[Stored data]
^^^^^^^^
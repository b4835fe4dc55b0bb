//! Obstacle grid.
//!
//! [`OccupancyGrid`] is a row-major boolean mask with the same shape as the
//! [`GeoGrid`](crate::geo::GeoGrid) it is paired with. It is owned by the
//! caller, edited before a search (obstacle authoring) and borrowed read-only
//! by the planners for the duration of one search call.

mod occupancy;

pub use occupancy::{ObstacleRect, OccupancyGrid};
^^^^^^^^
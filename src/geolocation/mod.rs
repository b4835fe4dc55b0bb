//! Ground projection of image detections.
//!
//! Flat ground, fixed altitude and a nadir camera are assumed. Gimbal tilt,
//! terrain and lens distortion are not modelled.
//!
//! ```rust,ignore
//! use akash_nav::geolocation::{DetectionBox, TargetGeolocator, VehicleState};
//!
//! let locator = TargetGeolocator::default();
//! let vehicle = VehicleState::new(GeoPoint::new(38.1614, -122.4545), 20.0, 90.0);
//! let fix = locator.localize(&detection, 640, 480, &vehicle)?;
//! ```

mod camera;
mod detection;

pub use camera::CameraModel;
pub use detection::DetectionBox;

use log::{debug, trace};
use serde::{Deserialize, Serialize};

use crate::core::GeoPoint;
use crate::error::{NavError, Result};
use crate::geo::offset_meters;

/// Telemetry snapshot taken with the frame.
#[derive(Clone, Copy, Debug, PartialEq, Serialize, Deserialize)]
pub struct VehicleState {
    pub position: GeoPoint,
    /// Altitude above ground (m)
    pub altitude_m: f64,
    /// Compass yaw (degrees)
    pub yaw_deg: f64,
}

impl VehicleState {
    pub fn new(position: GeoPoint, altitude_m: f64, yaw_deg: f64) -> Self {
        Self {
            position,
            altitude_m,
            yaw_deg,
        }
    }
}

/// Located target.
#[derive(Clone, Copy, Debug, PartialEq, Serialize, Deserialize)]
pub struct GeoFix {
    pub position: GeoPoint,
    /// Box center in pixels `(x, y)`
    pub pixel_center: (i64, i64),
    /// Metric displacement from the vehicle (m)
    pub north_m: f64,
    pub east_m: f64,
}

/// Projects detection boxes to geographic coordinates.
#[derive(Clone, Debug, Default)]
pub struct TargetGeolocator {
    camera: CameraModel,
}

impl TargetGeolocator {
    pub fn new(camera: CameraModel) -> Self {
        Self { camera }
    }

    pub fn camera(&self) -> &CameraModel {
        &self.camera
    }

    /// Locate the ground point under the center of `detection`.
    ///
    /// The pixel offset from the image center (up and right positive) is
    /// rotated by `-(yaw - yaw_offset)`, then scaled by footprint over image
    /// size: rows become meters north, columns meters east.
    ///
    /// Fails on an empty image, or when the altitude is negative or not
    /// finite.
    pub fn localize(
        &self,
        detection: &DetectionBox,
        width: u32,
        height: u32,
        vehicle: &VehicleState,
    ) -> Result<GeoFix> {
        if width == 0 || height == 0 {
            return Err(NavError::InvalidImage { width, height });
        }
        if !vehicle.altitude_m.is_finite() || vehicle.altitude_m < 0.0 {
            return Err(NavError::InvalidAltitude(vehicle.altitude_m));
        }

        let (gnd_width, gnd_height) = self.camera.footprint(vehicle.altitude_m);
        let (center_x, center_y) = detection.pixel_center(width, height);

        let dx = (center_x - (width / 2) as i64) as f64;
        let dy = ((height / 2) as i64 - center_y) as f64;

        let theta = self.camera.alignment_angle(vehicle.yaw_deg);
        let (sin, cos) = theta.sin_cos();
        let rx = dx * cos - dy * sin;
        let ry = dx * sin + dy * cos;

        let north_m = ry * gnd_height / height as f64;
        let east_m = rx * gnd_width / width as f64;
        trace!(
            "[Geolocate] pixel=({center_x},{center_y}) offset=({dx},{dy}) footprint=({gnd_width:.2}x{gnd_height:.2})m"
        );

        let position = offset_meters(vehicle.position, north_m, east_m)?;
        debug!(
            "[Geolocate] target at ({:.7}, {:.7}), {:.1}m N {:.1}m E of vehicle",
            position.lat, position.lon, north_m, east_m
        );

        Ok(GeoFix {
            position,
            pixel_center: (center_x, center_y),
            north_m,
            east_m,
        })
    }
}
^^^^^^^^
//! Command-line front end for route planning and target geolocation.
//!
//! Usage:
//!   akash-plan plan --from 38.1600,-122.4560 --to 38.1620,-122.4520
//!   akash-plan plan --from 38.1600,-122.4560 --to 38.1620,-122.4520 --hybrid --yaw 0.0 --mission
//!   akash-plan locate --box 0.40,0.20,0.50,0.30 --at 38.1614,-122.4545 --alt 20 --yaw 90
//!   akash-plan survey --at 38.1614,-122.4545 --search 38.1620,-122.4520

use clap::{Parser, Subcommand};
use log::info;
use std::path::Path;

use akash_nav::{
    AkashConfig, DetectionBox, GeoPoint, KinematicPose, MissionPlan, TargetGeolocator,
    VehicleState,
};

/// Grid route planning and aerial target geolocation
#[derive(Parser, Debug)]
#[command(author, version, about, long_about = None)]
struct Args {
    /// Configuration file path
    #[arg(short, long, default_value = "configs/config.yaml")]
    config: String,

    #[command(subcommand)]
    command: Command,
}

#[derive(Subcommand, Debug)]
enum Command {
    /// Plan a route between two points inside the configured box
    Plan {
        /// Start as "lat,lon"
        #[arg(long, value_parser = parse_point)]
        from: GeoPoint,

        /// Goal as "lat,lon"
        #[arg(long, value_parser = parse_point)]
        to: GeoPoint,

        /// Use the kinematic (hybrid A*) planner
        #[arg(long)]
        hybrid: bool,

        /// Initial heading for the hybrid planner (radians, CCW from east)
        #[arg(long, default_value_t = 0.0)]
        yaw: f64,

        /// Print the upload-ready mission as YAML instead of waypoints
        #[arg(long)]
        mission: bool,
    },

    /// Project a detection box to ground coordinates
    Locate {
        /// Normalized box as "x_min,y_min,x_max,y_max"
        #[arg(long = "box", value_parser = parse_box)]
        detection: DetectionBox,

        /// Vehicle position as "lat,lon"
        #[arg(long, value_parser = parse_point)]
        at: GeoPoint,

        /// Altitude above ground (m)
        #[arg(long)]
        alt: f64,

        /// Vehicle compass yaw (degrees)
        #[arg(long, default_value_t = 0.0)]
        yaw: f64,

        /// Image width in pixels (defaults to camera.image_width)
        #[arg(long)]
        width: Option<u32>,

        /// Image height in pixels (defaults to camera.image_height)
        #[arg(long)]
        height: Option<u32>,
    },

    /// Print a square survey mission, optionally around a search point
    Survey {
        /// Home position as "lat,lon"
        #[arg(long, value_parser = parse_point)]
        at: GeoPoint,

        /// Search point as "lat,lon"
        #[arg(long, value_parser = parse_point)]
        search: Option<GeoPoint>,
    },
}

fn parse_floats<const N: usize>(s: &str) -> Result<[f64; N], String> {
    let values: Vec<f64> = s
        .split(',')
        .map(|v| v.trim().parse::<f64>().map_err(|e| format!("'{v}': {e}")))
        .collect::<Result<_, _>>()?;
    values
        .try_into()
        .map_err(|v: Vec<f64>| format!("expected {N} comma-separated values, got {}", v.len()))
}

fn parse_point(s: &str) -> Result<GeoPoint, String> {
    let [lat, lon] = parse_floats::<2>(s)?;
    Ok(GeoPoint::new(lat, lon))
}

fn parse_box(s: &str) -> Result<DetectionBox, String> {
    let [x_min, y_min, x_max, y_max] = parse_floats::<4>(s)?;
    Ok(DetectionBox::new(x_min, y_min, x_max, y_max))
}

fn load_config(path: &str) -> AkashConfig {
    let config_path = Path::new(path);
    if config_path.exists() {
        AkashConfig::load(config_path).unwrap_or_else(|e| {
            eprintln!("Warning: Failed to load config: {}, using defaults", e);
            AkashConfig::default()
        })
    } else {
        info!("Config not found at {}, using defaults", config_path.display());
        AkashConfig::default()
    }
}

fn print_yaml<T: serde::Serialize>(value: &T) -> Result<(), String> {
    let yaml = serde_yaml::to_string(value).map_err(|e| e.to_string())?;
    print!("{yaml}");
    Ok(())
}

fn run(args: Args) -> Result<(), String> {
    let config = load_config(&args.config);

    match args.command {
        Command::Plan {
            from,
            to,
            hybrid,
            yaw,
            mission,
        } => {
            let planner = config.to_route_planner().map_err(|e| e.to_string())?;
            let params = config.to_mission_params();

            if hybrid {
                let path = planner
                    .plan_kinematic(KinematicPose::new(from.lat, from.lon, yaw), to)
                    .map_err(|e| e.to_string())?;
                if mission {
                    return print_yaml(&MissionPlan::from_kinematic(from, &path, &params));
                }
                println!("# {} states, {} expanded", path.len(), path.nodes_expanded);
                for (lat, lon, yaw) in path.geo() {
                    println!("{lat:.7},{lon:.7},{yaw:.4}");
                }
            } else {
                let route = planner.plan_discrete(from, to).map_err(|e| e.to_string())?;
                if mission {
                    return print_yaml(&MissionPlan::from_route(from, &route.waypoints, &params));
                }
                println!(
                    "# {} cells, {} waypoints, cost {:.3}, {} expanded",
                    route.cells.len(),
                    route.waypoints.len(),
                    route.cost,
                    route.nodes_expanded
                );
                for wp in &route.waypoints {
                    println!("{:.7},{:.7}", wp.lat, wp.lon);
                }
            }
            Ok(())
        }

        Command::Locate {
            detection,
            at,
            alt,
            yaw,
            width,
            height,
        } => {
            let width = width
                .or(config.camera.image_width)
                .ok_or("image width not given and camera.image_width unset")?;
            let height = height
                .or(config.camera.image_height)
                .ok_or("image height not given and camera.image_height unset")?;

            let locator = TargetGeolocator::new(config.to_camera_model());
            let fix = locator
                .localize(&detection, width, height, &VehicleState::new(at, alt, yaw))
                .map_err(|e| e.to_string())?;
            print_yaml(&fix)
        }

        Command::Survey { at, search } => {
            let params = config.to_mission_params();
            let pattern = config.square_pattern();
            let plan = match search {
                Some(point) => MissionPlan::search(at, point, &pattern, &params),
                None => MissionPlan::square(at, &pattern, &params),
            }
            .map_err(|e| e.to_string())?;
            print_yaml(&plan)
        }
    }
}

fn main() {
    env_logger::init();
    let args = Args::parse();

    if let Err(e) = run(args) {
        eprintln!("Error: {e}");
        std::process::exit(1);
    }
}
^^^^^^^^
Copy all lines from the data above that contain the word "impl".

impl VehicleState {
impl TargetGeolocator {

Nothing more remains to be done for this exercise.